Boo hoo, you hurt my feelings!

Published February 20, 2013 by Sandee


When I say a detached hello to people in my building, I’m simply practicing a neighborly vibe.  I think that some of the new, younger tenants think it’s annoying, because they don’t bother to say hello back.  Maybe they think I’m a pathetic lady trying to make friends.

I’ve been here 22 years and management has changed four times.  The apartments that aren’t rent stabilized or rent controlled are subjected to rent hikes based on the whim of the owners.

So new tenants, I understand your resentment and feeling of instability, especially when your rent goes up $300 after one year – ‘Oh for this dump!’ you think, as you probably qualify for better in your professional capacity.  You guys move in and out of here in the life span of cockroaches.

The solid tenants who have lumbered along in this ancient building for years are beneficiaries of rent stabilization or rent control, and I know them.  I have no idea who some of you newer ones are, but a couple of you are evil.

When you stare brazenly and don’t respond the few times I say ‘hello’ on different days — okay.  But when you fall with your garbage bag full of liquor bottles, and I’m ahead of you, turn around, see it’s you, and keep stepping, don’t mumble something that vaguely sounds like, ‘Thanks a lot for helping me’.

“What’d you say?  Fuck you.  You can’t say good morning, but expect me to help you?  Kiss my ass.”

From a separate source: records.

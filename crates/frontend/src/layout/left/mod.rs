use crate::layout::global_context::DashboardContext;
use crate::shared::icons::icon;
use contracts::sections::Section;
use leptos::prelude::*;

#[component]
pub fn Left(children: Children) -> impl IntoView {
    let ctx = use_context::<DashboardContext>().expect("DashboardContext not found in context");
    let is_open = move || ctx.sidebar_open.get();

    view! {
        <div data-zone="left" class="app-sidebar" class:hidden=move || !is_open() >
            {children()}
        </div>
    }
}

fn nav_icon(section: Section) -> &'static str {
    match section {
        Section::Main => "layout-dashboard",
        Section::Content => "file-text",
        Section::Packages => "package",
        Section::Bookings => "calendar",
        Section::Users => "users",
        Section::Messages => "message-square",
        Section::Settings => "settings",
    }
}

/// Sidebar navigation: one item per section, exactly one marked active.
#[component]
pub fn Sidebar() -> impl IntoView {
    let ctx = use_context::<DashboardContext>().expect("DashboardContext not found in context");

    view! {
        <nav class="app-sidebar__content">
            {Section::ALL.into_iter().map(|section| {
                // Dispatch goes through the identifier the item carries,
                // the same contract the nav markup exposes.
                let section_id = section.id();
                view! {
                    <a
                        class="nav-item"
                        data-section=section_id
                        class:nav-item--active=move || ctx.active.get() == section
                        on:click=move |ev| {
                            ev.prevent_default();
                            ctx.navigate_by_id(section_id);
                        }
                    >
                        {icon(nav_icon(section))}
                        <span>{section.title()}</span>
                    </a>
                }
            }).collect_view()}
        </nav>
    }
}
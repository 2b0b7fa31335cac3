//! Dialog state machine for the booking table.
//!
//! One value models which dialog is open and which record it is bound to.
//! At most one dialog is ever active; opening while another is open
//! force-closes the old one. The selection exists only for the lifetime
//! of the open dialog.

use contracts::domain::booking::BookingDraft;
use contracts::validation::FieldError;

use super::store::BookingStore;

#[derive(Debug, Clone, Copy, PartialEq, Eq)]
pub enum DialogKind {
    Viewing,
    Editing,
    ConfirmingCancel,
    ConfirmingRestore,
    Adding,
    ConfirmingDelete,
}

/// What a completed dialog interaction did, for user feedback.
#[derive(Debug, Clone, PartialEq, Eq)]
pub enum DialogOutcome {
    Updated(String),
    Added(String),
    Cancelled(String),
    Restored(String),
    Deleted(String),
}

#[derive(Debug, Clone, Default, PartialEq, Eq)]
pub struct DialogState {
    active: Option<(DialogKind, Option<String>)>,
}

impl DialogState {
    pub fn kind(&self) -> Option<DialogKind> {
        self.active.as_ref().map(|(kind, _)| *kind)
    }

    pub fn selection(&self) -> Option<&str> {
        self.active.as_ref().and_then(|(_, sel)| sel.as_deref())
    }

    pub fn is_open(&self) -> bool {
        self.active.is_some()
    }

    /// Open a dialog over a selected record (`None` only for `Adding`).
    /// Any dialog already active is force-closed first.
    pub fn open(&mut self, kind: DialogKind, selection: Option<String>) {
        self.active = Some((kind, selection));
    }

    /// Discard without mutation and clear the selection. Valid in any
    /// state; on a closed controller it is a no-op.
    pub fn dismiss(&mut self) {
        self.active = None;
    }

    /// Apply the pending cancel/restore/delete to the selected record and
    /// close. Outside the confirming states this does nothing.
    pub fn confirm(&mut self, store: &mut BookingStore) -> Option<DialogOutcome> {
        let (kind, selection) = self.active.clone()?;
        let id = selection?;

        let outcome = match kind {
            DialogKind::ConfirmingCancel => {
                store.cancel(&id);
                DialogOutcome::Cancelled(id)
            }
            DialogKind::ConfirmingRestore => {
                store.restore(&id);
                DialogOutcome::Restored(id)
            }
            DialogKind::ConfirmingDelete => {
                store.delete(&id);
                DialogOutcome::Deleted(id)
            }
            _ => return None,
        };

        self.active = None;
        Some(outcome)
    }

    /// Submit the edit/add form. On validation failure the dialog stays
    /// open and the field errors are returned for inline display; the
    /// underlying record is untouched. Outside `Editing`/`Adding` this is
    /// a no-op reported as an empty error list.
    pub fn submit(
        &mut self,
        store: &mut BookingStore,
        draft: &BookingDraft,
    ) -> Result<DialogOutcome, Vec<FieldError>> {
        match self.active.clone() {
            Some((DialogKind::Editing, Some(id))) => {
                draft.validate()?;
                store.apply_edit(&id, draft);
                self.active = None;
                Ok(DialogOutcome::Updated(id))
            }
            Some((DialogKind::Adding, _)) => {
                draft.validate()?;
                let id = store.add(draft.clone());
                self.active = None;
                Ok(DialogOutcome::Added(id))
            }
            _ => Err(Vec::new()),
        }
    }
}

#[cfg(test)]
mod tests {
    use super::*;
    use crate::sections::bookings::seed::seed_bookings;
    use contracts::domain::booking::{BookingStatus, RowAction};

    fn store() -> BookingStore {
        BookingStore::new(seed_bookings())
    }

    fn valid_draft(store: &BookingStore, id: &str) -> BookingDraft {
        BookingDraft::from_booking(store.get(id).unwrap())
    }

    #[test]
    fn test_open_binds_exactly_one_selection() {
        let mut dlg = DialogState::default();
        dlg.open(DialogKind::Viewing, Some("BK-1003".to_string()));
        assert_eq!(dlg.kind(), Some(DialogKind::Viewing));
        assert_eq!(dlg.selection(), Some("BK-1003"));
    }

    #[test]
    fn test_dismiss_clears_selection_from_any_dialog() {
        for kind in [
            DialogKind::Viewing,
            DialogKind::Editing,
            DialogKind::ConfirmingCancel,
            DialogKind::ConfirmingRestore,
            DialogKind::ConfirmingDelete,
        ] {
            let mut dlg = DialogState::default();
            dlg.open(kind, Some("BK-1001".to_string()));
            dlg.dismiss();
            assert!(!dlg.is_open());
            assert_eq!(dlg.selection(), None);
        }
    }

    #[test]
    fn test_open_while_open_force_closes() {
        let mut dlg = DialogState::default();
        dlg.open(DialogKind::Editing, Some("BK-1001".to_string()));
        dlg.open(DialogKind::ConfirmingCancel, Some("BK-1002".to_string()));
        // The second open replaced the first; only one dialog and one
        // selection remain.
        assert_eq!(dlg.kind(), Some(DialogKind::ConfirmingCancel));
        assert_eq!(dlg.selection(), Some("BK-1002"));
    }

    #[test]
    fn test_confirm_cancel_closes_and_mutates() {
        let mut s = store();
        let id = s.records()[1].id.clone();
        let mut dlg = DialogState::default();
        dlg.open(DialogKind::ConfirmingCancel, Some(id.clone()));

        let outcome = dlg.confirm(&mut s);
        assert_eq!(outcome, Some(DialogOutcome::Cancelled(id.clone())));
        assert!(!dlg.is_open());
        assert_eq!(s.get(&id).unwrap().status, BookingStatus::Cancelled);
        assert_eq!(
            s.get(&id).unwrap().actions(),
            &[RowAction::View, RowAction::Restore]
        );
    }

    #[test]
    fn test_confirm_outside_confirming_states_is_noop() {
        let mut s = store();
        let id = s.records()[0].id.clone();
        let status_before = s.get(&id).unwrap().status;

        let mut dlg = DialogState::default();
        dlg.open(DialogKind::Viewing, Some(id.clone()));
        assert_eq!(dlg.confirm(&mut s), None);
        assert!(dlg.is_open());
        assert_eq!(s.get(&id).unwrap().status, status_before);
    }

    #[test]
    fn test_submit_with_empty_required_field_keeps_dialog_open() {
        let mut s = store();
        let id = s.records()[0].id.clone();
        let original = s.get(&id).unwrap().clone();

        let mut dlg = DialogState::default();
        dlg.open(DialogKind::Editing, Some(id.clone()));

        let mut draft = valid_draft(&s, &id);
        draft.customer_name = String::new();

        let errors = dlg.submit(&mut s, &draft).unwrap_err();
        assert!(errors.iter().any(|e| e.field == "customer_name"));
        // Still editing, record untouched.
        assert_eq!(dlg.kind(), Some(DialogKind::Editing));
        assert_eq!(s.get(&id).unwrap().customer_name, original.customer_name);
    }

    #[test]
    fn test_submit_edit_applies_and_closes() {
        let mut s = store();
        let id = s.records()[0].id.clone();

        let mut dlg = DialogState::default();
        dlg.open(DialogKind::Editing, Some(id.clone()));

        let mut draft = valid_draft(&s, &id);
        draft.customer_name = "Sarah Smith".to_string();

        let outcome = dlg.submit(&mut s, &draft).unwrap();
        assert_eq!(outcome, DialogOutcome::Updated(id.clone()));
        assert!(!dlg.is_open());
        assert_eq!(s.get(&id).unwrap().customer_name, "Sarah Smith");
    }

    #[test]
    fn test_submit_add_generates_identifier() {
        let mut s = store();
        let mut dlg = DialogState::default();
        dlg.open(DialogKind::Adding, None);

        let draft = BookingDraft {
            customer_name: "New Customer".to_string(),
            package: "Economy Umrah Package".to_string(),
            travel_date: "2025-12-01".to_string(),
            amount: "1500".to_string(),
            email: "new@example.com".to_string(),
            ..Default::default()
        };

        let outcome = dlg.submit(&mut s, &draft).unwrap();
        assert_eq!(outcome, DialogOutcome::Added("BK-1043".to_string()));
        assert!(!dlg.is_open());
        assert!(s.get("BK-1043").is_some());
    }
}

You caught me on a bad day.  If you’d really hurt yourself, I would have helped.  I’m not a jerk.  You just became a convenient target for my anger that day.  I’ll practice self-control for the others.

There’s a four-eyed woman who rolled her eyes when I said hello.  Ouch!  But I should have taken that hint when we were in the laundry room.  I had the rare urge (You people don’t realize that I’m actually one of you.) to make small talk and you whipped around and snapped, “What!?”

That other one, who I stopped speaking to after no responses, looks at me expectantly, now that she has a new baby.  But, too late bitch – you don’t exist to me anymore.

See, I had a talk with myself to remind myself that I need to respect you all and your wishes not to speak to me, and that I shouldn’t take it personally.  While I’ll still hold the elevator door open for all of you, you are now, henceforth, nonentities.


59 comments on “Boo hoo, you hurt my feelings!

  • i know exactly what kind of people you speak of here..There is a younger woman at work who in 5 years has never once responded to my “good mornings”.she recently had a baby & brought the child to work one day and she came up to my office to show her off, I just shut the door.. Boo-ya!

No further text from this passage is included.